Tuesday, November 06, 2007

Why I'm so focused on Gannett's falling stock

Remember Knight Ridder? Its shares fell dangerously low, infuriating a key stockholder, Private Capital Management (PCM), which demanded Knight's board of directors sell the company. Knight had no choice -- PCM owned 19% of all the shares -- and the rest is history.

Led by then-CEO Tony Ridder (left), Knight was sold to McClatchy, which immediately broke it up. (And McClatchy is now suffering major buyer's remorse; its shares are down more than 60% since that June 2006 deal.)

I write this today, when Gannett shares traded below $40 for the second consecutive day, before closing just above that key milestone.

Knight's travails illustrate a simple, if little-understood truth: So-called institutional investors -- mutual funds, pension funds, private-equity firms like PCM -- are almost always the biggest owners of stock in publicly traded companies like Gannett. They have no emotional or ethical attachments to their investments. (Defending the First Amendment? That's a pricey obstacle to boosting profits!)

They do, however, get emotional when the value of their investments fall -- and that's what's happened to Gannett, along with most other newspaper stocks. Indeed, Gannett's market value -- its so-called market capitalization -- has fallen below $10 billion in recent months, and is now in danger of falling below $9 billion.

Market cap is basically the total number of shares in a company multiplied by its current stock price. For comparison, look at Google, the online search engine company that's sucking advertising away from newspapers. Founded just nine years ago, Google now has a market value of $232 billion! That shows how quickly our competition is growing.

As GCI's value shrinks, several ominous scenarios emerge:

  • It could become vulnerable to a forced sale. That was the speculation in August, quickly dismissed by CEO Craig Dubow, when GCI filed some new documents with the Securities and Exchange Commission hinting a deal might be in the works.

  • Its debt might get downgraded by the big credit-rating agencies, Standard & Poor's and Moody's. Lower debt ratings typically raise borrowing costs by millions of dollars for a company the size of GCI.
To be sure, even at a $9 billion market value, Gannett would be an awfully big company to buy when several factors make big deals less likely.

For one thing, private-equity firms and other such investors have been burned after agreeing to buy newspaper companies. (An example: the investor group that bought the Philadelphia Inquirer when McClatchy dumped 12 of the former Knight papers.)

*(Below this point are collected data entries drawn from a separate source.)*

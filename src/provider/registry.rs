//! Priority-ordered provider registry.
//!
//! Registration order is the total order used for every tie-break:
//! classification picks the first provider that claims a URL, and retrieval
//! bidding prefers the earlier provider when weights are equal.

use std::fmt;

use tracing::{debug, warn};
use url::Url;

use crate::config::Settings;
use crate::resolver::{Resolvability, Resolver};

use super::{Capabilities, Provider};

/// The provider that claimed a URL and the tier it claimed it with.
#[derive(Clone, Copy)]
pub struct Classification<'a> {
    /// Position of the provider in registration order.
    pub index: usize,
    pub provider: &'a dyn Provider,
    pub resolver: &'a dyn Resolver,
    /// Either [`Resolvability::Single`] or [`Resolvability::Multi`].
    pub tier: Resolvability,
}

impl fmt::Debug for Classification<'_> {
    fn fmt(&self, f: &mut fmt::Formatter<'_>) -> fmt::Result {
        f.debug_struct("Classification")
            .field("index", &self.index)
            .field("provider", &self.provider.name())
            .field("tier", &self.tier)
            .finish()
    }
}

/// An ordered collection of providers.
#[derive(Default)]
pub struct ProviderRegistry {
    providers: Vec<Box<dyn Provider>>,
}

impl ProviderRegistry {
    /// Creates an empty registry.
    #[must_use]
    pub fn new() -> Self {
        Self {
            providers: Vec::new(),
        }
    }

    /// Appends a provider. Returns false (and drops `provider`) if a provider
    /// with the same name is already registered.
    #[tracing::instrument(skip(self, provider), fields(provider_name))]
    pub fn register(&mut self, provider: Box<dyn Provider>) -> bool {
        tracing::Span::current().record("provider_name", provider.name());
        if self.get(provider.name()).is_some() {
            debug!("Provider already registered; ignoring");
            return false;
        }
        debug!(priority = self.providers.len(), "Registering provider");
        self.providers.push(provider);
        true
    }

    /// Returns the first provider whose resolver claims `url`.
    #[must_use]
    pub fn classify(&self, url: &Url) -> Option<Classification<'_>> {
        self.providers
            .iter()
            .enumerate()
            .find_map(|(index, provider)| {
                let resolver = provider.resolver()?;
                match resolver.can_resolve(url) {
                    Resolvability::Next => None,
                    tier => Some(Classification {
                        index,
                        provider: provider.as_ref(),
                        resolver,
                        tier,
                    }),
                }
            })
    }

    /// Passes `settings` to every provider with the `Configured` capability.
    ///
    /// A provider that rejects its settings is logged and left unconfigured;
    /// the others still receive theirs. Returns the number of providers
    /// configured successfully.
    pub fn configure(&mut self, settings: &Settings) -> usize {
        let mut configured = 0;
        for provider in &mut self.providers {
            let name = provider.name().to_string();
            let Some(target) = provider.configured() else {
                continue;
            };
            match target.configure(settings) {
                Ok(()) => {
                    debug!(provider = %name, "Provider configured");
                    configured += 1;
                }
                Err(error) => warn!(
                    provider = %name,
                    error = %error,
                    "Provider configuration rejected; continuing with defaults"
                ),
            }
        }
        configured
    }

    /// Looks a provider up by name.
    #[must_use]
    pub fn get(&self, name: &str) -> Option<&dyn Provider> {
        self.providers
            .iter()
            .find(|provider| provider.name() == name)
            .map(AsRef::as_ref)
    }

    /// Iterates providers in registration order.
    pub fn iter(&self) -> impl Iterator<Item = &dyn Provider> {
        self.providers.iter().map(AsRef::as_ref)
    }

    /// Provider names in registration order.
    #[must_use]
    pub fn names(&self) -> Vec<&str> {
        self.providers.iter().map(|provider| provider.name()).collect()
    }

    /// Capabilities of every provider, in registration order.
    pub fn capabilities(&mut self) -> Vec<(String, Capabilities)> {
        self.providers
            .iter_mut()
            .map(|provider| {
                (
                    provider.name().to_string(),
                    Capabilities::of(provider.as_mut()),
                )
            })
            .collect()
    }

    #[must_use]
    pub fn len(&self) -> usize {
        self.providers.len()
    }

    #[must_use]
    pub fn is_empty(&self) -> bool {
        self.providers.is_empty()
    }
}

impl fmt::Debug for ProviderRegistry {
    fn fmt(&self, f: &mut fmt::Formatter<'_>) -> fmt::Result {
        f.debug_struct("ProviderRegistry")
            .field("providers", &self.names())
            .finish()
    }
}

#[cfg(test)]
#[allow(clippy::unwrap_used)]
mod tests {
    use super::*;
    use crate::test_support::{MockProvider, MockResolver};

    fn url(s: &str) -> Url {
        Url::parse(s).unwrap()
    }

    #[test]
    fn test_register_is_idempotent_by_name() {
        let mut registry = ProviderRegistry::new();
        assert!(registry.register(Box::new(MockProvider::named("a"))));
        assert!(!registry.register(Box::new(MockProvider::named("a"))));
        assert!(registry.register(Box::new(MockProvider::named("b"))));
        assert_eq!(registry.names(), vec!["a", "b"]);
    }

    #[test]
    fn test_classify_returns_first_claiming_provider() {
        let mut registry = ProviderRegistry::new();
        registry.register(Box::new(
            MockProvider::named("specific")
                .with_resolver(MockResolver::new("files.example", Resolvability::Single)),
        ));
        registry.register(Box::new(
            MockProvider::named("fallback").with_resolver(MockResolver::any(Resolvability::Single)),
        ));

        let specific = registry.classify(&url("https://files.example/f/1")).unwrap();
        assert_eq!(specific.provider.name(), "specific");
        assert_eq!(specific.index, 0);
        assert_eq!(specific.tier, Resolvability::Single);

        let fallback = registry.classify(&url("https://other.example/x")).unwrap();
        assert_eq!(fallback.provider.name(), "fallback");
        assert_eq!(fallback.index, 1);
    }

    #[test]
    fn test_classify_skips_providers_without_resolver() {
        let mut registry = ProviderRegistry::new();
        registry.register(Box::new(MockProvider::named("retrieve-only").with_retriever(10)));
        registry.register(Box::new(
            MockProvider::named("multi").with_resolver(MockResolver::any(Resolvability::Multi)),
        ));
        let hit = registry.classify(&url("https://x.example/")).unwrap();
        assert_eq!(hit.provider.name(), "multi");
        assert_eq!(hit.tier, Resolvability::Multi);
    }

    #[test]
    fn test_classify_unsupported_when_all_next() {
        let mut registry = ProviderRegistry::new();
        registry.register(Box::new(
            MockProvider::named("a").with_resolver(MockResolver::new("a.example", Resolvability::Single)),
        ));
        assert!(registry.classify(&url("https://b.example/")).is_none());
    }

    #[test]
    fn test_configure_reaches_configured_providers_only() {
        let mut registry = ProviderRegistry::new();
        registry.register(Box::new(MockProvider::named("plain")));
        registry.register(Box::new(MockProvider::named("conf").configurable()));
        registry.register(Box::new(MockProvider::named("broken").configurable_failing()));

        let configured = registry.configure(&Settings::default());
        assert_eq!(configured, 1, "failing provider must not abort the others");
    }

    #[test]
    fn test_capabilities_in_registration_order() {
        let mut registry = ProviderRegistry::new();
        registry.register(Box::new(
            MockProvider::named("r").with_resolver(MockResolver::any(Resolvability::Single)),
        ));
        registry.register(Box::new(MockProvider::named("w").with_retriever(1)));
        let caps = registry.capabilities();
        assert_eq!(caps[0].0, "r");
        assert!(caps[0].1.resolve && !caps[0].1.retrieve);
        assert!(caps[1].1.retrieve && !caps[1].1.resolve);
    }

    #[test]
    fn test_debug_lists_names() {
        let mut registry = ProviderRegistry::new();
        registry.register(Box::new(MockProvider::named("a")));
        assert!(format!("{registry:?}").contains("\"a\""));
    }
}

Also, private investors typically borrow most of the money they need for these sort of deals; they put in very little of their own. Yet, beginning in August, lenders started growing wary of making big loans because of uncertainty over sub-prime mortgages.

One thing is certain. GCI's board of directors has one legal obligation above all, and it is not what should be our core mission: defending the First Amendment. Instead, the board's obligation is to protect and enhance the price of the company's stock. The board can't let the stock keep falling; it will need to do something to bring stability to GCI shares.

The question: What will the board do -- and when?

[Photo: McClatchy Co.]

2 comments:

  1. Is there any one investor that owns 20$ of *our* stock?

    ReplyDelete
  2. Do you mean 20%, Mary? For an answer, see the post I just wrote.

    ReplyDelete

Jim says: "Proceed with caution; this is a free-for-all comment zone. I try to correct or clarify incorrect information. But I can't catch everything. Please keep your posts focused on Gannett and media-related subjects. Note that I occasionally review comments in advance, to reject inappropriate ones. And I ignore hostile posters, and recommend you do, too."